Rick’s Journal    —    MY FILM CAREER


One of my prime reasons for wanting to go to New York the first time was to see Richard Hart on stage.  He was appearing in Goodbye, My Fancy with Ruth Hussey.  I had been more than impressed by him in MGM’s version of Elizabeth Goudge’s novel Green Dolphin Street.  He was dashing and talented, and he was believable as dull, self-centered, good-hearted William, the center of two women’s worlds.  A new star was alight in the screen’s sky.  But he would make only two more films and die of a heart attack at thirty-five.  I would come to a re-evaluation of Green Dolphin Street as a botch of a lengthy but intriguing novel.

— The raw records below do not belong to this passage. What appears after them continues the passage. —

// ==========================================
// 饲料配方优化系统 - 营养目标
// ==========================================
// 单位: 粗蛋白/粗纤维/钙 为 %, 代谢能 为 kcal/kg
// 红线: 引擎不做单位换算,目标与目录单位必须一致
// ==========================================

use crate::domain::error::ConfigurationError;
use crate::domain::types::{Nutrient, NutrientProfile};
use serde::{Deserialize, Serialize};

// ==========================================
// NutrientTargets - 营养目标
// ==========================================
#[derive(Debug, Clone, PartialEq, Default, Serialize, Deserialize)]
pub struct NutrientTargets {
    /// 最低需要量
    pub minimum: NutrientProfile,

    /// 粗蛋白上限（可选,防止过度配方）
    #[serde(default)]
    pub max_crude_protein: Option<f64>,

    /// 粗纤维上限（可选）
    #[serde(default)]
    pub max_fibre: Option<f64>,
}

impl NutrientTargets {
    /// 仅指定最低需要量
    pub fn new(crude_protein: f64, energy: f64, fibre: f64, calcium: f64) -> Self {
        Self {
            minimum: NutrientProfile::new(crude_protein, energy, fibre, calcium),
            max_crude_protein: None,
            max_fibre: None,
        }
    }

    pub fn with_max_crude_protein(mut self, max: f64) -> Self {
        self.max_crude_protein = Some(max);
        self
    }

    pub fn with_max_fibre(mut self, max: f64) -> Self {
        self.max_fibre = Some(max);
        self
    }

    pub fn min(&self, nutrient: Nutrient) -> f64 {
        self.minimum.get(nutrient)
    }

    /// 显式上限（仅粗蛋白与粗纤维可设置）
    pub fn explicit_max(&self, nutrient: Nutrient) -> Option<f64> {
        match nutrient {
            Nutrient::CrudeProtein => self.max_crude_protein,
            Nutrient::Fibre => self.max_fibre,
            Nutrient::Energy | Nutrient::Calcium => None,
        }
    }

    /// 校验目标取值
    ///
    /// # 规则
    /// - 所有下限为有限非负数
    /// - 上限为有限非负数且不小于对应下限
    pub fn validate(&self) -> Result<(), ConfigurationError> {
        for nutrient in Nutrient::ALL {
            let value = self.min(nutrient);
            if !value.is_finite() || value < 0.0 {
                return Err(ConfigurationError::InvalidTarget {
                    field: nutrient.field_name().to_string(),
                    value,
                });
            }

            if let Some(max) = self.explicit_max(nutrient) {
                if !max.is_finite() || max < 0.0 {
                    return Err(ConfigurationError::InvalidTarget {
                        field: format!("max_{}", nutrient.field_name()),
                        value: max,
                    });
                }
                if max < value {
                    return Err(ConfigurationError::MaxBelowMin {
                        field: nutrient.field_name().to_string(),
                        min: value,
                        max,
                    });
                }
            }
        }
        Ok(())
    }
}

#[cfg(test)]
mod tests {
    use super::*;

    #[test]
    fn test_validate_ok() {
        let targets = NutrientTargets::new(16.0, 2500.0, 10.0, 0.5)
            .with_max_crude_protein(20.0)
            .with_max_fibre(18.0);
        assert!(targets.validate().is_ok());
        assert_eq!(targets.explicit_max(Nutrient::Energy), None);
    }

    #[test]
    fn test_validate_rejects_negative() {
        let targets = NutrientTargets::new(16.0, -1.0, 10.0, 0.5);
        assert!(matches!(
            targets.validate(),
            Err(ConfigurationError::InvalidTarget { ref field, .. }) if field == "energy"
        ));
    }

    #[test]
    fn test_validate_rejects_max_below_min() {
        let targets = NutrientTargets::new(16.0, 2500.0, 10.0, 0.5).with_max_fibre(5.0);
        assert!(matches!(
            targets.validate(),
            Err(ConfigurationError::MaxBelowMin { ref field, .. }) if field == "fibre"
        ));
    }
}
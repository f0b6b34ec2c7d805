// ==========================================
// 饲料配方优化系统 - 原料目录导出
// ==========================================
// 职责: 目录 → CSV（标准表头,可重新导入）
// ==========================================

use crate::catalog::Catalog;
use crate::importer::error::ImportResult;
use crate::importer::field_mapper::CanonicalField;
use csv::Writer;
use std::io::Write;
use std::path::Path;
use tracing::debug;

/// 写出到任意 Writer
pub fn write_catalog<W: Write>(catalog: &Catalog, writer: W) -> ImportResult<()> {
    let mut csv_writer = Writer::from_writer(writer);
    csv_writer.write_record(CanonicalField::ALL.iter().map(|f| f.header()))?;

    for ingredient in catalog {
        let n = ingredient.nutrients();
        csv_writer.write_record([
            ingredient.name().to_string(),
            ingredient.category().label().to_string(),
            n.crude_protein.to_string(),
            n.energy.to_string(),
            n.fibre.to_string(),
            n.calcium.to_string(),
            ingredient.cost().to_string(),
        ])?;
    }

    csv_writer.flush()?;
    Ok(())
}

/// 写出到 CSV 文件
pub fn write_catalog_csv(catalog: &Catalog, path: &Path) -> ImportResult<()> {
    let file = std::fs::File::create(path)?;
    write_catalog(catalog, file)?;
    debug!(path = %path.display(), size = catalog.size(), "原料目录已导出");
    Ok(())
}

#[cfg(test)]
mod tests {
    use super::*;

    #[test]
    fn test_write_catalog_headers() {
        let mut buffer = Vec::new();
        write_catalog(&Catalog::with_defaults(), &mut buffer).unwrap();
        let text = String::from_utf8(buffer).unwrap();

        let mut lines = text.lines();
        assert_eq!(
            lines.next(),
            Some("Ingredient,Category,CP,Energy,Fibre,Calcium,Cost")
        );
        assert_eq!(lines.next(), Some("Alfalfa,Fodder,18,2300,25,1.5,80"));
        assert_eq!(text.lines().count(), 13);
    }
}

At the time I am recalling, though, Richard Hart was my latest discovery, and he was back on Broadway where, before his first film, he had achieved solid success playing the witch boy in Dark of the Moon.  And after his current play, I was sanding at the stage door with my Playbill.  I told him that I had come all the way to New York to see him.  He was unimpressed and was really interested only in the small attractive young woman on his arm.  But he signed my program and thanked me.

I watched them walk to the end of the theater alley and turn right; and I was still at the stage door when lovely Ruth Hussey appeared.  She signed my Playbill, too.  She was alone and looked tired through her prettiness.  She made an effort, though, and thanked me.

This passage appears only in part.